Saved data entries
◇ ◇ ◇
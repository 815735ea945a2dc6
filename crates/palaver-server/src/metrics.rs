//! Metrics collection and export for Palaver.
//!
//! Uses the `metrics` crate for instrumentation and exports
//! to Prometheus format.

use metrics::{counter, gauge};
use metrics_exporter_prometheus::PrometheusBuilder;
use std::net::SocketAddr;
use tracing::info;

/// Metric names.
pub mod names {
    pub const CONNECTIONS_TOTAL: &str = "palaver_connections_total";
    pub const CONNECTIONS_ACTIVE: &str = "palaver_connections_active";
    pub const MESSAGES_TOTAL: &str = "palaver_messages_total";
    pub const MESSAGES_BYTES: &str = "palaver_messages_bytes";
    pub const POLLS_TOTAL: &str = "palaver_polls_total";
    pub const LOG_LENGTH: &str = "palaver_log_length";
    pub const ERRORS_TOTAL: &str = "palaver_errors_total";
}

/// Initialize the metrics system.
pub fn init_metrics() {
    // Describe metrics
    metrics::describe_counter!(
        names::CONNECTIONS_TOTAL,
        "Total number of WebSocket connections since server start"
    );
    metrics::describe_gauge!(
        names::CONNECTIONS_ACTIVE,
        "Current number of active WebSocket connections"
    );
    metrics::describe_counter!(names::MESSAGES_TOTAL, "Total number of messages processed");
    metrics::describe_counter!(names::MESSAGES_BYTES, "Total bytes of messages processed");
    metrics::describe_counter!(names::POLLS_TOTAL, "Total number of pull reads served");
    metrics::describe_gauge!(names::LOG_LENGTH, "Current number of messages in the log");
    metrics::describe_counter!(names::ERRORS_TOTAL, "Total number of errors");

    info!("Metrics initialized");
}

/// Start the Prometheus metrics server.
///
/// # Errors
///
/// Returns an error if the server cannot be started.
pub fn start_metrics_server(port: u16) -> Result<(), Box<dyn std::error::Error>> {
    let addr: SocketAddr = format!("0.0.0.0:{}", port).parse()?;

    PrometheusBuilder::new()
        .with_http_listener(addr)
        .install()?;

    info!("Metrics server listening on {}", addr);
    Ok(())
}

/// Record a new connection.
pub fn record_connection() {
    counter!(names::CONNECTIONS_TOTAL).increment(1);
    gauge!(names::CONNECTIONS_ACTIVE).increment(1.0);
}

/// Record a disconnection.
pub fn record_disconnection() {
    gauge!(names::CONNECTIONS_ACTIVE).decrement(1.0);
}

/// Record a message, labelled by the channel it moved through.
pub fn record_message(bytes: usize, channel: &str) {
    counter!(names::MESSAGES_TOTAL, "channel" => channel.to_string()).increment(1);
    counter!(names::MESSAGES_BYTES, "channel" => channel.to_string()).increment(bytes as u64);
}

/// Record a served pull read.
pub fn record_poll() {
    counter!(names::POLLS_TOTAL).increment(1);
}

/// Update the log length gauge.
pub fn set_log_length(len: usize) {
    gauge!(names::LOG_LENGTH).set(len as f64);
}

/// Record an error.
pub fn record_error(error_type: &str) {
    counter!(names::ERRORS_TOTAL, "type" => error_type.to_string()).increment(1);
}

/// Metrics guard that records disconnection on drop.
pub struct ConnectionMetricsGuard;

impl ConnectionMetricsGuard {
    /// Create a new metrics guard, recording a connection.
    #[must_use]
    pub fn new() -> Self {
        record_connection();
        Self
    }
}

impl Default for ConnectionMetricsGuard {
    fn default() -> Self {
        Self::new()
    }
}

impl Drop for ConnectionMetricsGuard {
    fn drop(&mut self) {
        record_disconnection();
    }
}

#[cfg(test)]
mod tests {
    use super::*;

    #[test]
    fn test_metrics_guard() {
        // Just test that it doesn't panic
        let _guard = ConnectionMetricsGuard::new();
    }
}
◇ ◇ ◇
**GOAL OF THE EXERCISE:** Write out each record again, keeping every word as it is.

**YOUR SOLUTION:**
repository 815735ea945a2dc6
filename crates/palaver-server/src/metrics.rs
//! Metrics collection and export for Palaver.
//!
//! Uses the `metrics` crate for instrumentation and exports
//! to Prometheus format.

use metrics::{counter, gauge};
use metrics_exporter_prometheus::PrometheusBuilder;
use std::net::SocketAddr;
use tracing::info;

/// Metric names.
pub mod names {
    pub const CONNECTIONS_TOTAL: &str = "palaver_connections_total";
    pub const CONNECTIONS_ACTIVE: &str = "palaver_connections_active";
    pub const MESSAGES_TOTAL: &str = "palaver_messages_total";
    pub const MESSAGES_BYTES: &str = "palaver_messages_bytes";
    pub const POLLS_TOTAL: &str = "palaver_polls_total";
    pub const LOG_LENGTH: &str = "palaver_log_length";
    pub const ERRORS_TOTAL: &str = "palaver_errors_total";
}

/// Initialize the metrics system.
pub fn init_metrics() {
    // Describe metrics
    metrics::describe_counter!(
        names::CONNECTIONS_TOTAL,
        "Total number of WebSocket connections since server start"
    );
    metrics::describe_gauge!(
        names::CONNECTIONS_ACTIVE,
        "Current number of active WebSocket connections"
    );
    metrics::describe_counter!(names::MESSAGES_TOTAL, "Total number of messages processed");
    metrics::describe_counter!(names::MESSAGES_BYTES, "Total bytes of messages processed");
    metrics::describe_counter!(names::POLLS_TOTAL, "Total number of pull reads served");
    metrics::describe_gauge!(names::LOG_LENGTH, "Current number of messages in the log");
    metrics::describe_counter!(names::ERRORS_TOTAL, "Total number of errors");

    info!("Metrics initialized");
}

/// Start the Prometheus metrics server.
///
/// # Errors
///
/// Returns an error if the server cannot be started.
pub fn start_metrics_server(port: u16) -> Result<(), Box<dyn std::error::Error>> {
    let addr: SocketAddr = format!("0.0.0.0:{}", port).parse()?;

    PrometheusBuilder::new()
        .with_http_listener(addr)
        .install()?;

    info!("Metrics server listening on {}", addr);
    Ok(())
}

/// Record a new connection.
pub fn record_connection() {
    counter!(names::CONNECTIONS_TOTAL).increment(1);
    gauge!(names::CONNECTIONS_ACTIVE).increment(1.0);
}

/// Record a disconnection.
pub fn record_disconnection() {
    gauge!(names::CONNECTIONS_ACTIVE).decrement(1.0);
}

/// Record a message, labelled by the channel it moved through.
pub fn record_message(bytes: usize, channel: &str) {
    counter!(names::MESSAGES_TOTAL, "channel" => channel.to_string()).increment(1);
    counter!(names::MESSAGES_BYTES, "channel" => channel.to_string()).increment(bytes as u64);
}

/// Record a served pull read.
pub fn record_poll() {
    counter!(names::POLLS_TOTAL).increment(1);
}

/// Update the log length gauge.
pub fn set_log_length(len: usize) {
    gauge!(names::LOG_LENGTH).set(len as f64);
}

/// Record an error.
pub fn record_error(error_type: &str) {
    counter!(names::ERRORS_TOTAL, "type" => error_type.to_string()).increment(1);
}

/// Metrics guard that records disconnection on drop.
pub struct ConnectionMetricsGuard;

impl ConnectionMetricsGuard {
    /// Create a new metrics guard, recording a connection.
    #[must_use]
    pub fn new() -> Self {
        record_connection();
        Self
    }
}

impl Default for ConnectionMetricsGuard {
    fn default() -> Self {
        Self::new()
    }
}

impl Drop for ConnectionMetricsGuard {
    fn drop(&mut self) {
        record_disconnection();
    }
}

#[cfg(test)]
mod tests {
    use super::*;

    #[test]
    fn test_metrics_guard() {
        // Just test that it doesn't panic
        let _guard = ConnectionMetricsGuard::new();
    }
}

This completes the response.